Items from a dataset:
- - - - - - -
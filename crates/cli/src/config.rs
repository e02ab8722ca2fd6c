//! Configuration loading and management

use anyhow::{Context, Result, bail};
use coupon_herald_domain::{CursorScheme, usecases::RenderConfig};
use serde::{Deserialize, Serialize};
use std::path::{Path, PathBuf};

/// Top-level configuration
#[derive(Debug, Clone, Default, Serialize, Deserialize)]
pub struct AppConfig {
    #[serde(default)]
    pub general: GeneralConfig,

    #[serde(default)]
    pub catalog: CatalogConfig,

    #[serde(default)]
    pub state: StateConfig,

    #[serde(default)]
    pub destination: DestinationConfig,

    #[serde(default)]
    pub delivery: DeliveryConfig,

    #[serde(default)]
    pub telegram: TelegramConfig,

    #[serde(default)]
    pub render: RenderSettings,
}

#[derive(Debug, Clone, Serialize, Deserialize)]
pub struct GeneralConfig {
    #[serde(default = "default_log_level")]
    pub log_level: String,

    #[serde(default)]
    pub dry_run: bool,
}

#[derive(Debug, Clone, Serialize, Deserialize)]
pub struct CatalogConfig {
    #[serde(default = "default_catalog_path")]
    pub path: PathBuf,
}

#[derive(Debug, Clone, Copy, PartialEq, Eq, Default, Serialize, Deserialize)]
#[serde(rename_all = "snake_case")]
pub enum StateBackend {
    #[default]
    File,
    Sqlite,
    Memory,
}

#[derive(Debug, Clone, Serialize, Deserialize)]
pub struct StateConfig {
    #[serde(default)]
    pub backend: StateBackend,

    #[serde(default)]
    pub scheme: CursorScheme,

    #[serde(default = "default_cursor_path")]
    pub cursor_path: PathBuf,

    #[serde(default = "default_db_path")]
    pub db_path: PathBuf,
}

#[derive(Debug, Clone, Serialize, Deserialize)]
pub struct DestinationConfig {
    /// Channel handle (`@name`) or numeric chat id; overrides `channel_file`
    #[serde(default)]
    pub channel: Option<String>,

    #[serde(default = "default_channel_file")]
    pub channel_file: PathBuf,
}

#[derive(Debug, Clone, Serialize, Deserialize)]
pub struct DeliveryConfig {
    /// `telegram` or `stub`
    #[serde(default = "default_delivery_adapter")]
    pub adapter: String,

    /// Scripted failure for the stub adapter (api, auth, rate_limited, network, unconfirmed)
    #[serde(default)]
    pub stub_failure: Option<String>,
}

#[derive(Debug, Clone, Serialize, Deserialize)]
pub struct TelegramConfig {
    #[serde(default = "default_bot_token_env")]
    pub bot_token_env: String,

    #[serde(default = "default_telegram_base_url")]
    pub base_url: String,

    #[serde(default = "default_timeout")]
    pub timeout_secs: u64,

    #[serde(default)]
    pub disable_notification: bool,
}

#[derive(Debug, Clone, Serialize, Deserialize)]
pub struct RenderSettings {
    #[serde(default = "default_caption_limit")]
    pub caption_limit: usize,

    #[serde(default = "default_description_limit")]
    pub description_limit: usize,

    #[serde(default = "default_currency_symbol")]
    pub currency_symbol: String,

    #[serde(default = "default_header")]
    pub header: String,

    #[serde(default = "default_call_to_action")]
    pub call_to_action: String,

    #[serde(default = "default_button_text")]
    pub button_text: String,

    #[serde(default = "default_free_label")]
    pub free_label: String,
}

fn default_log_level() -> String {
    "info".to_string()
}

fn default_catalog_path() -> PathBuf {
    PathBuf::from("website/coupons.json")
}

fn default_cursor_path() -> PathBuf {
    PathBuf::from("scraper/last_sent.txt")
}

fn default_db_path() -> PathBuf {
    PathBuf::from("scraper/state.sqlite")
}

fn default_channel_file() -> PathBuf {
    PathBuf::from("scraper/channel_id.txt")
}

fn default_delivery_adapter() -> String {
    "telegram".to_string()
}

fn default_bot_token_env() -> String {
    "BOT_TOKEN".to_string()
}

fn default_telegram_base_url() -> String {
    coupon_herald_adapters::telegram::DEFAULT_BASE_URL.to_string()
}

fn default_timeout() -> u64 {
    30
}

fn default_caption_limit() -> usize {
    RenderConfig::default().caption_limit
}

fn default_description_limit() -> usize {
    RenderConfig::default().description_limit
}

fn default_currency_symbol() -> String {
    RenderConfig::default().currency_symbol
}

fn default_header() -> String {
    RenderConfig::default().header
}

fn default_call_to_action() -> String {
    RenderConfig::default().call_to_action
}

fn default_button_text() -> String {
    RenderConfig::default().button_text
}

fn default_free_label() -> String {
    RenderConfig::default().free_label
}

impl Default for GeneralConfig {
    fn default() -> Self {
        Self {
            log_level: default_log_level(),
            dry_run: false,
        }
    }
}

impl Default for CatalogConfig {
    fn default() -> Self {
        Self {
            path: default_catalog_path(),
        }
    }
}

impl Default for StateConfig {
    fn default() -> Self {
        Self {
            backend: StateBackend::default(),
            scheme: CursorScheme::default(),
            cursor_path: default_cursor_path(),
            db_path: default_db_path(),
        }
    }
}

impl Default for DestinationConfig {
    fn default() -> Self {
        Self {
            channel: None,
            channel_file: default_channel_file(),
        }
    }
}

impl Default for DeliveryConfig {
    fn default() -> Self {
        Self {
            adapter: default_delivery_adapter(),
            stub_failure: None,
        }
    }
}

impl Default for TelegramConfig {
    fn default() -> Self {
        Self {
            bot_token_env: default_bot_token_env(),
            base_url: default_telegram_base_url(),
            timeout_secs: default_timeout(),
            disable_notification: false,
        }
    }
}

impl Default for RenderSettings {
    fn default() -> Self {
        let defaults = RenderConfig::default();
        Self {
            caption_limit: defaults.caption_limit,
            description_limit: defaults.description_limit,
            currency_symbol: defaults.currency_symbol,
            header: defaults.header,
            call_to_action: defaults.call_to_action,
            button_text: defaults.button_text,
            free_label: defaults.free_label,
        }
    }
}

impl RenderSettings {
    pub fn to_render_config(&self) -> Result<RenderConfig> {
        if self.caption_limit == 0 {
            bail!("render.caption_limit must be greater than zero");
        }

        Ok(RenderConfig {
            caption_limit: self.caption_limit,
            description_limit: self.description_limit,
            currency_symbol: self.currency_symbol.clone(),
            header: self.header.clone(),
            call_to_action: self.call_to_action.clone(),
            button_text: self.button_text.clone(),
            free_label: self.free_label.clone(),
        })
    }
}

impl AppConfig {
    /// Load configuration from file and environment
    pub fn load(config_path: Option<&Path>) -> Result<Self> {
        let mut builder = config::Config::builder();

        let default_path = PathBuf::from("./config.toml");
        let path = config_path.unwrap_or(&default_path);

        if path.exists() {
            builder = builder.add_source(config::File::from(path));
        } else if config_path.is_some() {
            bail!("Config file not found: {}", path.display());
        }

        builder = builder.add_source(
            config::Environment::with_prefix("COUPON_HERALD")
                .separator("__")
                .try_parsing(true),
        );

        let config = builder.build().context("Failed to build configuration")?;

        config
            .try_deserialize()
            .context("Failed to deserialize configuration")
    }

    /// Generate example configuration as TOML string
    pub fn example_toml() -> String {
        r#"# coupon-herald configuration
# Every key may be overridden from the environment, e.g.
#   COUPON_HERALD__DESTINATION__CHANNEL=@my_channel

[general]
log_level = "info"
# Render and log the next announcement without sending it
dry_run = false

[catalog]
# JSON array written by the crawler, in discovery order
path = "website/coupons.json"

[state]
backend = "file"        # file, sqlite, memory
scheme = "position"     # position, head_watch
cursor_path = "scraper/last_sent.txt"
db_path = "scraper/state.sqlite"

[destination]
# channel = "@my_channel"
channel_file = "scraper/channel_id.txt"

[delivery]
adapter = "telegram"    # telegram, stub
# stub_failure = "api"  # api, auth, rate_limited, network, unconfirmed

[telegram]
# Name of the env var holding the bot token; the token itself never goes here
bot_token_env = "BOT_TOKEN"
base_url = "https://api.telegram.org"
timeout_secs = 30
disable_notification = false

[render]
caption_limit = 1024
description_limit = 200
currency_symbol = "$"
header = "🎓 New Course Deal"
call_to_action = "👉 Enroll before the coupon expires!"
button_text = "Enroll Now"
free_label = "FREE"
"#
        .to_string()
    }
}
- - - - - - -
Only the lines above from the one with "pub fn load(config_path: Option<&Path>)" through the one with "as TOML string" should be duplicated, character for character.

OUTPUT:
    pub fn load(config_path: Option<&Path>) -> Result<Self> {
        let mut builder = config::Config::builder();

        let default_path = PathBuf::from("./config.toml");
        let path = config_path.unwrap_or(&default_path);

        if path.exists() {
            builder = builder.add_source(config::File::from(path));
        } else if config_path.is_some() {
            bail!("Config file not found: {}", path.display());
        }

        builder = builder.add_source(
            config::Environment::with_prefix("COUPON_HERALD")
                .separator("__")
                .try_parsing(true),
        );

        let config = builder.build().context("Failed to build configuration")?;

        config
            .try_deserialize()
            .context("Failed to deserialize configuration")
    }

    /// Generate example configuration as TOML string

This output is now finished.